### Problem details:
What is the number of lines in the listing below that include the string "scheme"? Answer with that number alone.

== Segment start ==

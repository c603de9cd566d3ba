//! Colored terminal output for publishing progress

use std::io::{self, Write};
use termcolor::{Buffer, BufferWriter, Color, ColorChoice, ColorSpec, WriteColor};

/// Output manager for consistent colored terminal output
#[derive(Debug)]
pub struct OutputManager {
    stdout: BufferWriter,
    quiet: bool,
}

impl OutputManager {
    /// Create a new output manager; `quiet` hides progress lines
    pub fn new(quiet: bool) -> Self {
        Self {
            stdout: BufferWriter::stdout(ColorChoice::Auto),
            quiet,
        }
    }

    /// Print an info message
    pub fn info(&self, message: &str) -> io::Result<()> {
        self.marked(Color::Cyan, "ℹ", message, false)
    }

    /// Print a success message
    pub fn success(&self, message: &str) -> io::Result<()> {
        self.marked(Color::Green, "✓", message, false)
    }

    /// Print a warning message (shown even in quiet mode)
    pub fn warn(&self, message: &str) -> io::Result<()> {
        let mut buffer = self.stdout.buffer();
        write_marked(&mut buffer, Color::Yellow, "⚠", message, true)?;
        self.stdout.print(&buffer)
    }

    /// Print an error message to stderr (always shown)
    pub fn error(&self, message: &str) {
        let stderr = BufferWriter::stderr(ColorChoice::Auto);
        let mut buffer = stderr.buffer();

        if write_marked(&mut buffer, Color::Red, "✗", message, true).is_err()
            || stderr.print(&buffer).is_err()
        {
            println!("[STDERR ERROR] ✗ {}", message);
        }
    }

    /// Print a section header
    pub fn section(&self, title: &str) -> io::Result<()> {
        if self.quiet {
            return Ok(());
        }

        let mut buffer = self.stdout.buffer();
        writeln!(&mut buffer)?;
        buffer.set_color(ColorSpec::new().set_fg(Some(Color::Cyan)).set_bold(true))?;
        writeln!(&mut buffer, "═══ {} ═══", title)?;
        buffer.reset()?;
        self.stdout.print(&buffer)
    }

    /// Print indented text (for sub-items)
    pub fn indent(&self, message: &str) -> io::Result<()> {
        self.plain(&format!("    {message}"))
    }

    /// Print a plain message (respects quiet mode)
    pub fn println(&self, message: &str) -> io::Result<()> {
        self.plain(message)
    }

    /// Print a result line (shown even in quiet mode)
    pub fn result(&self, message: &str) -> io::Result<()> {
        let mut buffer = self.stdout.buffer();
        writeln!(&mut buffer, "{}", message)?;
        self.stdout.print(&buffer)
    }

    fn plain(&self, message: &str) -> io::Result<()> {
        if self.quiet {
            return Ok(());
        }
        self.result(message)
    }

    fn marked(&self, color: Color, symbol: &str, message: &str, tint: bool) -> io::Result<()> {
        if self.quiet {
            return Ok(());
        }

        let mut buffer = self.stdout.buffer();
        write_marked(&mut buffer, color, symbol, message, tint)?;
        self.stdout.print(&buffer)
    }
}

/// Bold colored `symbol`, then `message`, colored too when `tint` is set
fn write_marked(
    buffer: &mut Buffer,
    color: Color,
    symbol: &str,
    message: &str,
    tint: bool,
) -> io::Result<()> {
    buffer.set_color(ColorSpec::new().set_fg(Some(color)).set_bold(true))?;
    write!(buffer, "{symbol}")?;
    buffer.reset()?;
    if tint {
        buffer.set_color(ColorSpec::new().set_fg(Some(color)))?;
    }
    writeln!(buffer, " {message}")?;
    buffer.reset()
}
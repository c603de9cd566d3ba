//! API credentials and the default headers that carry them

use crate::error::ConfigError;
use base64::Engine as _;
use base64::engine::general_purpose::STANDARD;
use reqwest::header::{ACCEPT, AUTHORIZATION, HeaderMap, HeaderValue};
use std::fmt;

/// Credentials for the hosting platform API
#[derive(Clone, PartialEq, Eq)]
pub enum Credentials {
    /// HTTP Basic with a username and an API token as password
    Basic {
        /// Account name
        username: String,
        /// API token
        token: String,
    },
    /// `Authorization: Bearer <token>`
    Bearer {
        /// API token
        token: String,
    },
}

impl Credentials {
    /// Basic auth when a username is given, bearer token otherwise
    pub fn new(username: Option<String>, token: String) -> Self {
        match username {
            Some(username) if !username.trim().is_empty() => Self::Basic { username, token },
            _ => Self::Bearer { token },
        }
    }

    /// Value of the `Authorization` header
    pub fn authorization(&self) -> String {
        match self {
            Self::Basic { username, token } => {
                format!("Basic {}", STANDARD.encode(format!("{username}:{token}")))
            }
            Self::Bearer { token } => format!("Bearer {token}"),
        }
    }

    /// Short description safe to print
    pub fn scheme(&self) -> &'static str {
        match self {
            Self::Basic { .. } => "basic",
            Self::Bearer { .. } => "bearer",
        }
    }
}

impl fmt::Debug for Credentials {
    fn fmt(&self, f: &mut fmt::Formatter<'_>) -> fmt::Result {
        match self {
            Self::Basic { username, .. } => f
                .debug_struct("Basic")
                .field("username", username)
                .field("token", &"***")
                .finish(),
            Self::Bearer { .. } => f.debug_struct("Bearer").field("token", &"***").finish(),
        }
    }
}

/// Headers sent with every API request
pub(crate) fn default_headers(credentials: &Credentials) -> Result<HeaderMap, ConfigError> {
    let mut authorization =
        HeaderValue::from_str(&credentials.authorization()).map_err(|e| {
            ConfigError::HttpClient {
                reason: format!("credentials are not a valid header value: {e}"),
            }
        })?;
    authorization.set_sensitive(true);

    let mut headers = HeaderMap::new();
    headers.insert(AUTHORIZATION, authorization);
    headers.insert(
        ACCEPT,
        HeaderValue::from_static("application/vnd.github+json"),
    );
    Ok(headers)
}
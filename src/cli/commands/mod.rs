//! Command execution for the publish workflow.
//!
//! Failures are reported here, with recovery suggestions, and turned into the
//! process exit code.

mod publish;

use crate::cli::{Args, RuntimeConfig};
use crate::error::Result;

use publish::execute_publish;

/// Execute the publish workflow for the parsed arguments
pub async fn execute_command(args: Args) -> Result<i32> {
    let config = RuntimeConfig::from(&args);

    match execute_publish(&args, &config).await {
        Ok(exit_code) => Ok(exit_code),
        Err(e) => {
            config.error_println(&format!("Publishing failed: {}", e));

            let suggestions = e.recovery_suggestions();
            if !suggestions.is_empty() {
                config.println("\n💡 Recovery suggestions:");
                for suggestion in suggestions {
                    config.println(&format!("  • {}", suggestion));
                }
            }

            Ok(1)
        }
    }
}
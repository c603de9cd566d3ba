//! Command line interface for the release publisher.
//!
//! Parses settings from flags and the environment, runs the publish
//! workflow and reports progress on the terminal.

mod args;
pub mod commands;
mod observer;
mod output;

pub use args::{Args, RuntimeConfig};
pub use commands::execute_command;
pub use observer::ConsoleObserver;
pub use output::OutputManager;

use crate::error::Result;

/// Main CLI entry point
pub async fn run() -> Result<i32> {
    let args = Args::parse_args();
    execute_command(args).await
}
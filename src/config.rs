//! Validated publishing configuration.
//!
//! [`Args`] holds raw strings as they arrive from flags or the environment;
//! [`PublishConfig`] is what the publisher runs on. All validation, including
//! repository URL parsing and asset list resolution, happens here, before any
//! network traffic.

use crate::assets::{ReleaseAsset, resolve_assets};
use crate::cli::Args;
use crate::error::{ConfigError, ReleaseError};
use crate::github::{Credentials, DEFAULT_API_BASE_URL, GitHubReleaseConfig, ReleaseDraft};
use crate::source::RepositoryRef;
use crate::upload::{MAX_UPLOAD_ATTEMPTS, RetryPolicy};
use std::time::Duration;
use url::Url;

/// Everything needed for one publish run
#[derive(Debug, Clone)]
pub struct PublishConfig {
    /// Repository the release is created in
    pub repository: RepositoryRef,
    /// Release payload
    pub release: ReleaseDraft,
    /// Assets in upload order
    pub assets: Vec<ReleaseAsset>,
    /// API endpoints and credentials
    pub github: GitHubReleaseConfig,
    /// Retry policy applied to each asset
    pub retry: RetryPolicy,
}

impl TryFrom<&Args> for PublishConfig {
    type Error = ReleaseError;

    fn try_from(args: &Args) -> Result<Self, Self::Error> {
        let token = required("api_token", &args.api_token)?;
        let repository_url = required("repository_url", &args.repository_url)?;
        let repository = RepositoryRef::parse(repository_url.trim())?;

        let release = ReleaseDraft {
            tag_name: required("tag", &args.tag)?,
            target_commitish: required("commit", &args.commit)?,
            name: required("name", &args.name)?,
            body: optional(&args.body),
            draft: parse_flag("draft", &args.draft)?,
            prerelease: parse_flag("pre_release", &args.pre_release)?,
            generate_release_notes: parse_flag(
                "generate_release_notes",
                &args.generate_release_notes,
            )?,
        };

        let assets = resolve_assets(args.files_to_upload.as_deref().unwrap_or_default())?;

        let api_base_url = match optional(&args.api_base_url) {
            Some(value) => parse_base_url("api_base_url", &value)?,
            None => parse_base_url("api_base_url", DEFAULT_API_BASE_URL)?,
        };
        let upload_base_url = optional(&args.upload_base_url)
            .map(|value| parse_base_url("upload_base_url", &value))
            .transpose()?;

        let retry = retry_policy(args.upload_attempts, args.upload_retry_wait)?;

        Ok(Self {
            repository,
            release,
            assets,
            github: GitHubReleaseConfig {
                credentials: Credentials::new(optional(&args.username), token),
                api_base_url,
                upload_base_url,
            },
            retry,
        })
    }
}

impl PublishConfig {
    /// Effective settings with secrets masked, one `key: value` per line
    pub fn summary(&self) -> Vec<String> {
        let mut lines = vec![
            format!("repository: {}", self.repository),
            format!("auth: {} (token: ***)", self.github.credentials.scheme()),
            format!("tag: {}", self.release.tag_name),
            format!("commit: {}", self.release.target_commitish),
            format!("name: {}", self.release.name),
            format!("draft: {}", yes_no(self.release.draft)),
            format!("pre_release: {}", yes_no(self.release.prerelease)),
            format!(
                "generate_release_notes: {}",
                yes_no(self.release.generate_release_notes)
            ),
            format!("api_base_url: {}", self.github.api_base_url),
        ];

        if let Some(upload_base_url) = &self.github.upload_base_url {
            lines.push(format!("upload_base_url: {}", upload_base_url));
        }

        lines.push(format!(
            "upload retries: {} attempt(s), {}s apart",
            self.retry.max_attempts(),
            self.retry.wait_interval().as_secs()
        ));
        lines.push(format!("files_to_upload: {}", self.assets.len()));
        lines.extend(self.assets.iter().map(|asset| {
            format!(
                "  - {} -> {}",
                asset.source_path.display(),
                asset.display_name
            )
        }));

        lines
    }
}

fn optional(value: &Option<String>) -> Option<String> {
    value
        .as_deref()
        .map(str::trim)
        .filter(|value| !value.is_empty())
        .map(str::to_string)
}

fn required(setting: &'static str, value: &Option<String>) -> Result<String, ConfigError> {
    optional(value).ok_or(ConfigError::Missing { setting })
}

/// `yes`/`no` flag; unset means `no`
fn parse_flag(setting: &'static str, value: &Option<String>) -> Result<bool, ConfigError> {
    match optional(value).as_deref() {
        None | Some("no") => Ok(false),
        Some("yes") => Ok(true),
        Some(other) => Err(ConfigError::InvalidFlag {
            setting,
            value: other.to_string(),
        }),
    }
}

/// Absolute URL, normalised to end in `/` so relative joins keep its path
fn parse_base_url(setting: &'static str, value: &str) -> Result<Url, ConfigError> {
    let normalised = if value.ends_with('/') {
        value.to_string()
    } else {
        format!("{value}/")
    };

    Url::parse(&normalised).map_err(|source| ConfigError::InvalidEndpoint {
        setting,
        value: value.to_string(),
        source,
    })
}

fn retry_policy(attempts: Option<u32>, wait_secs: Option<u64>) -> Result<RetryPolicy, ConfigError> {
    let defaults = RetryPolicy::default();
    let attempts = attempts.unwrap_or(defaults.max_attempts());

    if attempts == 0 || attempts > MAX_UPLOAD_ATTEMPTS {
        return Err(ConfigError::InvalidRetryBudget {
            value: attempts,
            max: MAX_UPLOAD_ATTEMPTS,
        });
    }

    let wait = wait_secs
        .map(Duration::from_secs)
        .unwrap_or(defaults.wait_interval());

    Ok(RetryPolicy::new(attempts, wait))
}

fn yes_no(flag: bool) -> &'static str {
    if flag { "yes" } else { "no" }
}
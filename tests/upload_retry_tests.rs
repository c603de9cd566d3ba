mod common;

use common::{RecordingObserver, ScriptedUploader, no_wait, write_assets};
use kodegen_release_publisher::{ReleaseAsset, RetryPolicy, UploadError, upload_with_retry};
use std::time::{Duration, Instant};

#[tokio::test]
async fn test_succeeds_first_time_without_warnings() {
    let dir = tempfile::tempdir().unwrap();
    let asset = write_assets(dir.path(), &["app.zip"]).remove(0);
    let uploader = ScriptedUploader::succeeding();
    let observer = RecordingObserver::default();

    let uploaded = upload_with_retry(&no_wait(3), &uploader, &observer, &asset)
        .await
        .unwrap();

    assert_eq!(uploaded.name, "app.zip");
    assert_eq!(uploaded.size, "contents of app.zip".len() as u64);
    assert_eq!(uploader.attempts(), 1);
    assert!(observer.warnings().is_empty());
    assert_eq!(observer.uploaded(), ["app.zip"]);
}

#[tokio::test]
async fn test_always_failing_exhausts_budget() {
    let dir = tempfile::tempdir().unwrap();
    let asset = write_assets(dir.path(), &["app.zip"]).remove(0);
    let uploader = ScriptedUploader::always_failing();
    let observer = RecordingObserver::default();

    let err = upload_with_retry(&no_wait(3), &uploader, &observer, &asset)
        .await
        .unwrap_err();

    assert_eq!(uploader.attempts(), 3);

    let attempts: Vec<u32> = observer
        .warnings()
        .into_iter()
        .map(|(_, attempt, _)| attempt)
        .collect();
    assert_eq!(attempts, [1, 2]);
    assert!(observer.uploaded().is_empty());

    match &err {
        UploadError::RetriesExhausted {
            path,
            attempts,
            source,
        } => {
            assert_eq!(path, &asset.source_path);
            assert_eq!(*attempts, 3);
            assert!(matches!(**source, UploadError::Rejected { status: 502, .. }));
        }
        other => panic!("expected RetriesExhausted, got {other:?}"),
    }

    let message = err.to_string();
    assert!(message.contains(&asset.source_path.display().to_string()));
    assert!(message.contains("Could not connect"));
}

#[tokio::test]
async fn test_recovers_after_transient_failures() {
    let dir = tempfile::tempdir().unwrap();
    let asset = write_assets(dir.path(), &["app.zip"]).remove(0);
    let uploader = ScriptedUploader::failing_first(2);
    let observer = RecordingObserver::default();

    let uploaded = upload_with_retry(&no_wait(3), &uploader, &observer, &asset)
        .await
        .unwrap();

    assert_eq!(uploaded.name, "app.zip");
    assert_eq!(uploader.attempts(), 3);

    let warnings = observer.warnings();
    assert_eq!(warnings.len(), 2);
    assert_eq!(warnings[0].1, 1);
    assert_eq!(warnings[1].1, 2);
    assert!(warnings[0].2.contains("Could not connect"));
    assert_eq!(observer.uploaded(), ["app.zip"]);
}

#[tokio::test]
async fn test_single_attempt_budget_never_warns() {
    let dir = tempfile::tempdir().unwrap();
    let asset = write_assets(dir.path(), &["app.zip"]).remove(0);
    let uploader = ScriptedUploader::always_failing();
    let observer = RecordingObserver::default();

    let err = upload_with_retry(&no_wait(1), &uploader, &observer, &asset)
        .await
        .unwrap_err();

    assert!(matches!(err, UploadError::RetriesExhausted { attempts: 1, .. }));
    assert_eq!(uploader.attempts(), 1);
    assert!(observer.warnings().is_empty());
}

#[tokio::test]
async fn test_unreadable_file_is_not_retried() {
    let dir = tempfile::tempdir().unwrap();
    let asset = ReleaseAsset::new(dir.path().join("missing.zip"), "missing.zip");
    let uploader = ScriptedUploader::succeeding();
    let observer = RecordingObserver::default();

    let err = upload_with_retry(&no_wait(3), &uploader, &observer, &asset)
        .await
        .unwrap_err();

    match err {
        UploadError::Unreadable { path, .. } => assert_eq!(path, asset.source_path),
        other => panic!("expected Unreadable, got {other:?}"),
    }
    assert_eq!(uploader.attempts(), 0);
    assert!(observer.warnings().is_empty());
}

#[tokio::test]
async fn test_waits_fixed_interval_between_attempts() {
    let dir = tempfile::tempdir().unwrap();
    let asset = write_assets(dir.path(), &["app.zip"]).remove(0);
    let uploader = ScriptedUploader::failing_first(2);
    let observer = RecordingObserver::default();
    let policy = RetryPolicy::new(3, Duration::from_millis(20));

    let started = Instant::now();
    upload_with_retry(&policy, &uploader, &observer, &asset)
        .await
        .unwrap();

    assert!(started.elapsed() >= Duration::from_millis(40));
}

== Segment end ==

### Response to this exercise:
2